(Records contained in a dataset)
= = = = = = =
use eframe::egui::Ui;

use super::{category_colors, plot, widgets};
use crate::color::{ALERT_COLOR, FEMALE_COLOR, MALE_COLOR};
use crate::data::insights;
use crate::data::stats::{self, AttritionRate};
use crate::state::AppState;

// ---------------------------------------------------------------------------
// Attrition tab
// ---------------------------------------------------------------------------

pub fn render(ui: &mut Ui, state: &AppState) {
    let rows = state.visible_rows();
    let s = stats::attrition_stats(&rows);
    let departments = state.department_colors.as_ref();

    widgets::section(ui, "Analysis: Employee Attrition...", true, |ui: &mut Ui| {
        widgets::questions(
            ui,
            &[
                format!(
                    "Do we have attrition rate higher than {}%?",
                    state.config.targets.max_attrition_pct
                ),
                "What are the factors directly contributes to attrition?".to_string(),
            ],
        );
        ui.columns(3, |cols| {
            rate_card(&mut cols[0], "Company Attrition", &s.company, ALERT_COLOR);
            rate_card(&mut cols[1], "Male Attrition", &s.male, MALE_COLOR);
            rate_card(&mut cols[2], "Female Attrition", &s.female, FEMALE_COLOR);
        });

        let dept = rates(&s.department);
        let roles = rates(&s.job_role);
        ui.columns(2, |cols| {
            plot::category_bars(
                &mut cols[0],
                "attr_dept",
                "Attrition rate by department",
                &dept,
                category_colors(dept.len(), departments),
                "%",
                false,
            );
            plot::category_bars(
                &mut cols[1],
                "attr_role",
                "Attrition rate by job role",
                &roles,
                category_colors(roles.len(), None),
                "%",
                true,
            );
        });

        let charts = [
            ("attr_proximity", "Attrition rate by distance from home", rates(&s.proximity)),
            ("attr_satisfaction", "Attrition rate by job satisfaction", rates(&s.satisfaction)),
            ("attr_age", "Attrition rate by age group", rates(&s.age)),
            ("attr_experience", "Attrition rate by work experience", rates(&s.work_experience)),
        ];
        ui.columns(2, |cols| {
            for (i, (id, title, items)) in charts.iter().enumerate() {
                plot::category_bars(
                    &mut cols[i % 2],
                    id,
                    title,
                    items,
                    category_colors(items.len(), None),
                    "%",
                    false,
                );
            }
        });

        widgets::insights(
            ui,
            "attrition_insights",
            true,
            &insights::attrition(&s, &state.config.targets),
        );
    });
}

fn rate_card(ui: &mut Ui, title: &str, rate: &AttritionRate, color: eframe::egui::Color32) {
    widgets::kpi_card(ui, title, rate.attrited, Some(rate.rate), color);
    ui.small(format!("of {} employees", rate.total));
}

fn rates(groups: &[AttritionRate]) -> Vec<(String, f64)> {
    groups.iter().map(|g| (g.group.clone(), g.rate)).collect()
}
= = = = = = =
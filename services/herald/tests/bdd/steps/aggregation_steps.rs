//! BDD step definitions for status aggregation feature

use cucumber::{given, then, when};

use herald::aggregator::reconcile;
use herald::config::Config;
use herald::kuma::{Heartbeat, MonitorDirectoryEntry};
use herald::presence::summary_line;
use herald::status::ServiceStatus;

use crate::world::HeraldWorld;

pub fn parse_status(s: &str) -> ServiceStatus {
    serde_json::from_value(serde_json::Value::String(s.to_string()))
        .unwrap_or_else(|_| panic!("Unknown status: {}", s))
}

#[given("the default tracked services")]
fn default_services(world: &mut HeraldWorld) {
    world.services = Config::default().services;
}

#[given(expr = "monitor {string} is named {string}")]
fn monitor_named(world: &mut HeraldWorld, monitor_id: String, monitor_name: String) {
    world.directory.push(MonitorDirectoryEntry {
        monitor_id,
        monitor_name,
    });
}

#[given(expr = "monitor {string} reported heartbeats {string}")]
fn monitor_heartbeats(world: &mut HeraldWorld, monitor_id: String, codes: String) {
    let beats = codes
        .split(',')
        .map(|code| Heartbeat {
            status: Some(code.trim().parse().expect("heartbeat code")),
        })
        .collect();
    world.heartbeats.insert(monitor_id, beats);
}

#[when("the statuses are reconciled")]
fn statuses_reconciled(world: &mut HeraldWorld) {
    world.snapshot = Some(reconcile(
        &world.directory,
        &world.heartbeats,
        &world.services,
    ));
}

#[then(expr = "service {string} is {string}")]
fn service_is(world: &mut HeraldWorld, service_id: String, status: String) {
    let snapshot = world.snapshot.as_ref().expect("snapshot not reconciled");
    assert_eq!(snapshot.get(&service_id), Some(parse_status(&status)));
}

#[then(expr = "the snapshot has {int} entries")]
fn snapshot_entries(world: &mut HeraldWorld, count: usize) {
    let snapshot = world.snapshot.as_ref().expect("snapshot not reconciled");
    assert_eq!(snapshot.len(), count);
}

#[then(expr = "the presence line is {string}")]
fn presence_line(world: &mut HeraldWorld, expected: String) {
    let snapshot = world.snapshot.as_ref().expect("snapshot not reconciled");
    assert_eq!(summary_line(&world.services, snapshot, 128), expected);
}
= = = = = = =
PROBLEM REQUIREMENTS: The lines holding the word "charts" are the answer. Pull them out of the records and copy them.

WRITTEN ANSWER:
        let charts = [
            for (i, (id, title, items)) in charts.iter().enumerate() {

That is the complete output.